Name your query first before applying steps in Query Editor
I have found that when working with csv files, if you rename your query in the Query Editor, it will then go and complete all the Applied Steps in your query. This in my case meant waiting a few minutes for a simple rename to take effect.
So always remember to give your query a name first, before doing any additional steps.
If possible combine all csv files from separate files into ONE file
I found that when using the Folder to import my CSV files, that when I put all the data into One file it loaded the data significantly faster.
Disabling Background Data in Options
When working with multiple tables that all load off the same CSV files, I found that Power BI desktop would start trying to refresh data in the background, and it would either make the Query Editor I was working on very slow.
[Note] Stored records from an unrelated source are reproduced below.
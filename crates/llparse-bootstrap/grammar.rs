//! The grammar that parses grammar-file text, built directly through the
//! `Writer` API rather than parsed from text (there being no earlier
//! grammar to parse it with). Compiled once and cached for the life of the
//! process.
//!
//! Text-grammar syntax covered, per the external text format:
//!   `lexer name: <body>;` / `parser name: <body>;` declare and define a
//!   rule in one statement. A body is `|`-separated alternatives, each a
//!   sequence of atoms. An atom is an identifier reference, a `'...'`
//!   string, a `[...]` charset, or one of the prefix forms `&atom`
//!   (lookahead), `-!atom` (lookahead-not), `!atom` (not); atoms may carry
//!   one postfix qualifier: `?`, `*`, `+`. `#` starts a line comment.

use std::sync::OnceLock;

use llparse_core::llspec::{LlSpec, Opcode, Qualifier, SourcePos, Writer};
use llparse_core::Grammar;

const POS: SourcePos = SourcePos::synthetic();

fn lpr_decl(w: &mut Writer, name: &str) {
  w.emit(POS, Opcode::LprDecl { name: name.to_string() });
}

fn ppr_decl(w: &mut Writer, name: &str) {
  w.emit(POS, Opcode::PprDecl { name: name.to_string() });
}

fn open_lpr(w: &mut Writer, name: &str, qualifier: Qualifier) {
  w.emit(POS, Opcode::Lpr { name: name.to_string(), qualifier });
}

fn open_ppr(w: &mut Writer, name: &str, qualifier: Qualifier) {
  w.emit(POS, Opcode::Ppr { name: name.to_string(), qualifier });
}

fn close(w: &mut Writer) {
  w.emit(POS, Opcode::Close);
}

fn alt(w: &mut Writer) {
  w.emit(POS, Opcode::Alternative);
}

fn name(w: &mut Writer, target: &str) {
  w.emit(POS, Opcode::Name { target: target.to_string() });
}

fn string(w: &mut Writer, text: &str) {
  w.emit(POS, Opcode::String { text: text.to_string() });
}

fn charset(w: &mut Writer, text: &str) {
  w.emit(POS, Opcode::Charset { text: text.to_string() });
}

fn kleene_star(w: &mut Writer, body: impl FnOnce(&mut Writer)) {
  w.emit(POS, Opcode::KleeneStar);
  body(w);
  close(w);
}

fn kleene_plus(w: &mut Writer, body: impl FnOnce(&mut Writer)) {
  w.emit(POS, Opcode::KleenePlus);
  body(w);
  close(w);
}

fn optional(w: &mut Writer, body: impl FnOnce(&mut Writer)) {
  w.emit(POS, Opcode::Optional);
  body(w);
  close(w);
}

fn not(w: &mut Writer, body: impl FnOnce(&mut Writer)) {
  w.emit(POS, Opcode::Not);
  body(w);
  close(w);
}

/// Lexer rule names, used by both `grammar.rs` and `translate.rs` so the
/// two never drift out of sync.
pub mod lpr {
  pub const WS: &str = "ws";
  pub const COMMENT: &str = "comment";
  pub const KW_LEXER: &str = "kw_lexer";
  pub const KW_PARSER: &str = "kw_parser";
  pub const IDENT: &str = "ident";
  pub const STR: &str = "str";
  pub const CHARSET: &str = "charset_lit";
  pub const COLON: &str = "colon";
  pub const SEMI: &str = "semi";
  pub const PIPE: &str = "pipe";
  pub const AMP: &str = "amp";
  pub const DASH_BANG: &str = "dash_bang";
  pub const BANG: &str = "bang";
  pub const QUEST: &str = "quest";
  pub const STAR: &str = "star";
  pub const PLUS: &str = "plus";
}

/// Parser rule names.
pub mod ppr {
  pub const GRAMMAR: &str = "Grammar";
  pub const RULE_DECL: &str = "RuleDecl";
  pub const ALTERNATION: &str = "Alternation";
  pub const SEQUENCE: &str = "Sequence";
  pub const POSTFIX: &str = "Postfix";
  pub const POSTFIX_OP: &str = "PostfixOp";
  pub const ATOM: &str = "Atom";
}

fn build() -> LlSpec {
  let mut w = Writer::new();

  for n in [
    lpr::WS,
    lpr::COMMENT,
    lpr::KW_LEXER,
    lpr::KW_PARSER,
    lpr::IDENT,
    lpr::STR,
    lpr::CHARSET,
    lpr::COLON,
    lpr::SEMI,
    lpr::PIPE,
    lpr::AMP,
    lpr::DASH_BANG,
    lpr::BANG,
    lpr::QUEST,
    lpr::STAR,
    lpr::PLUS,
  ] {
    lpr_decl(&mut w, n);
  }
  for n in [ppr::GRAMMAR, ppr::RULE_DECL, ppr::ALTERNATION, ppr::SEQUENCE, ppr::POSTFIX, ppr::POSTFIX_OP, ppr::ATOM] {
    ppr_decl(&mut w, n);
  }

  // ws: [ \t\r\n]+
  open_lpr(&mut w, lpr::WS, Qualifier::Skip);
  alt(&mut w);
  kleene_plus(&mut w, |w| charset(w, " \\t\\r\\n"));
  close(&mut w);

  // comment: '#' (not [\n])*
  open_lpr(&mut w, lpr::COMMENT, Qualifier::Skip);
  alt(&mut w);
  string(&mut w, "#");
  kleene_star(&mut w, |w| not(w, |w| charset(w, "\\n")));
  close(&mut w);

  open_lpr(&mut w, lpr::KW_LEXER, Qualifier::None);
  alt(&mut w);
  string(&mut w, "lexer");
  close(&mut w);

  open_lpr(&mut w, lpr::KW_PARSER, Qualifier::None);
  alt(&mut w);
  string(&mut w, "parser");
  close(&mut w);

  // ident: [a-zA-Z_] [a-zA-Z0-9_]*
  open_lpr(&mut w, lpr::IDENT, Qualifier::None);
  alt(&mut w);
  charset(&mut w, "a-zA-Z_");
  kleene_star(&mut w, |w| charset(w, "a-zA-Z0-9_"));
  close(&mut w);

  // str: ' (not ['])* '
  open_lpr(&mut w, lpr::STR, Qualifier::None);
  alt(&mut w);
  string(&mut w, "'");
  kleene_star(&mut w, |w| not(w, |w| charset(w, "'")));
  string(&mut w, "'");
  close(&mut w);

  // charset_lit: [ (not [\]])* ]
  open_lpr(&mut w, lpr::CHARSET, Qualifier::None);
  alt(&mut w);
  string(&mut w, "[");
  kleene_star(&mut w, |w| not(w, |w| charset(w, "\\]")));
  string(&mut w, "]");
  close(&mut w);

  // `-!` must win longest-match over a lone `-`; there's no separate `-`
  // token so no tie to worry about.
  open_lpr(&mut w, lpr::DASH_BANG, Qualifier::None);
  alt(&mut w);
  string(&mut w, "-!");
  close(&mut w);

  for (n, text) in [
    (lpr::COLON, ":"),
    (lpr::SEMI, ";"),
    (lpr::PIPE, "|"),
    (lpr::AMP, "&"),
    (lpr::BANG, "!"),
    (lpr::QUEST, "?"),
    (lpr::STAR, "*"),
    (lpr::PLUS, "+"),
  ] {
    open_lpr(&mut w, n, Qualifier::None);
    alt(&mut w);
    string(&mut w, text);
    close(&mut w);
  }

  // Grammar ::= RuleDecl*
  open_ppr(&mut w, ppr::GRAMMAR, Qualifier::None);
  alt(&mut w);
  kleene_star(&mut w, |w| name(w, ppr::RULE_DECL));
  close(&mut w);

  // RuleDecl ::= (kw_lexer | kw_parser) ident colon Alternation semi
  open_ppr(&mut w, ppr::RULE_DECL, Qualifier::None);
  alt(&mut w);
  name(&mut w, lpr::KW_LEXER);
  name(&mut w, lpr::IDENT);
  name(&mut w, lpr::COLON);
  name(&mut w, ppr::ALTERNATION);
  name(&mut w, lpr::SEMI);
  alt(&mut w);
  name(&mut w, lpr::KW_PARSER);
  name(&mut w, lpr::IDENT);
  name(&mut w, lpr::COLON);
  name(&mut w, ppr::ALTERNATION);
  name(&mut w, lpr::SEMI);
  close(&mut w);

  // Alternation ::= Sequence (pipe Sequence)*
  open_ppr(&mut w, ppr::ALTERNATION, Qualifier::None);
  alt(&mut w);
  name(&mut w, ppr::SEQUENCE);
  kleene_star(&mut w, |w| {
    name(w, lpr::PIPE);
    name(w, ppr::SEQUENCE);
  });
  close(&mut w);

  // Sequence ::= Postfix+
  open_ppr(&mut w, ppr::SEQUENCE, Qualifier::None);
  alt(&mut w);
  kleene_plus(&mut w, |w| name(w, ppr::POSTFIX));
  close(&mut w);

  // Postfix ::= Atom PostfixOp?
  open_ppr(&mut w, ppr::POSTFIX, Qualifier::None);
  alt(&mut w);
  name(&mut w, ppr::ATOM);
  optional(&mut w, |w| name(w, ppr::POSTFIX_OP));
  close(&mut w);

  // PostfixOp ::= quest | star | plus
  open_ppr(&mut w, ppr::POSTFIX_OP, Qualifier::None);
  alt(&mut w);
  name(&mut w, lpr::QUEST);
  alt(&mut w);
  name(&mut w, lpr::STAR);
  alt(&mut w);
  name(&mut w, lpr::PLUS);
  close(&mut w);

  // Atom ::= ident | str | charset_lit | amp Atom | dash_bang Atom | bang Atom
  open_ppr(&mut w, ppr::ATOM, Qualifier::None);
  alt(&mut w);
  name(&mut w, lpr::IDENT);
  alt(&mut w);
  name(&mut w, lpr::STR);
  alt(&mut w);
  name(&mut w, lpr::CHARSET);
  alt(&mut w);
  name(&mut w, lpr::AMP);
  name(&mut w, ppr::ATOM);
  alt(&mut w);
  name(&mut w, lpr::DASH_BANG);
  name(&mut w, ppr::ATOM);
  alt(&mut w);
  name(&mut w, lpr::BANG);
  name(&mut w, ppr::ATOM);
  close(&mut w);

  w.finish()
}

static BOOTSTRAP: OnceLock<Grammar> = OnceLock::new();

/// The compiled bootstrap grammar, built once per process.
///
/// # Panics
/// Panics if the hand-built spec fails to compile; that would be a defect
/// in this module, not in any input text.
pub fn bootstrap_grammar() -> &'static Grammar {
  BOOTSTRAP.get_or_init(|| Grammar::compile(&build()).unwrap_or_else(|report| panic!("bootstrap grammar failed to compile:\n{}", report)))
}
Or I would have to wait until the background data preview to complete. By turning this off it meant you only would refresh the data you are working on.
To disable this click on File, then Options and settings
Then click on Options
Then go down to the section called CURRENT FILE and click on Data Load
Now in the right hand pane under the section Background Data, remove the tick from Allow data preview to download data in the background. So that once complete it looks as shown below.
Then click Ok.
Now to ensure that it does take effect I would suggest closing and then opening Power BI Desktop.
[…] people have run into the same problem in Excel and also in Power BI Desktop (see here and here), so it looks like this is an important property to change if you have a large number of […]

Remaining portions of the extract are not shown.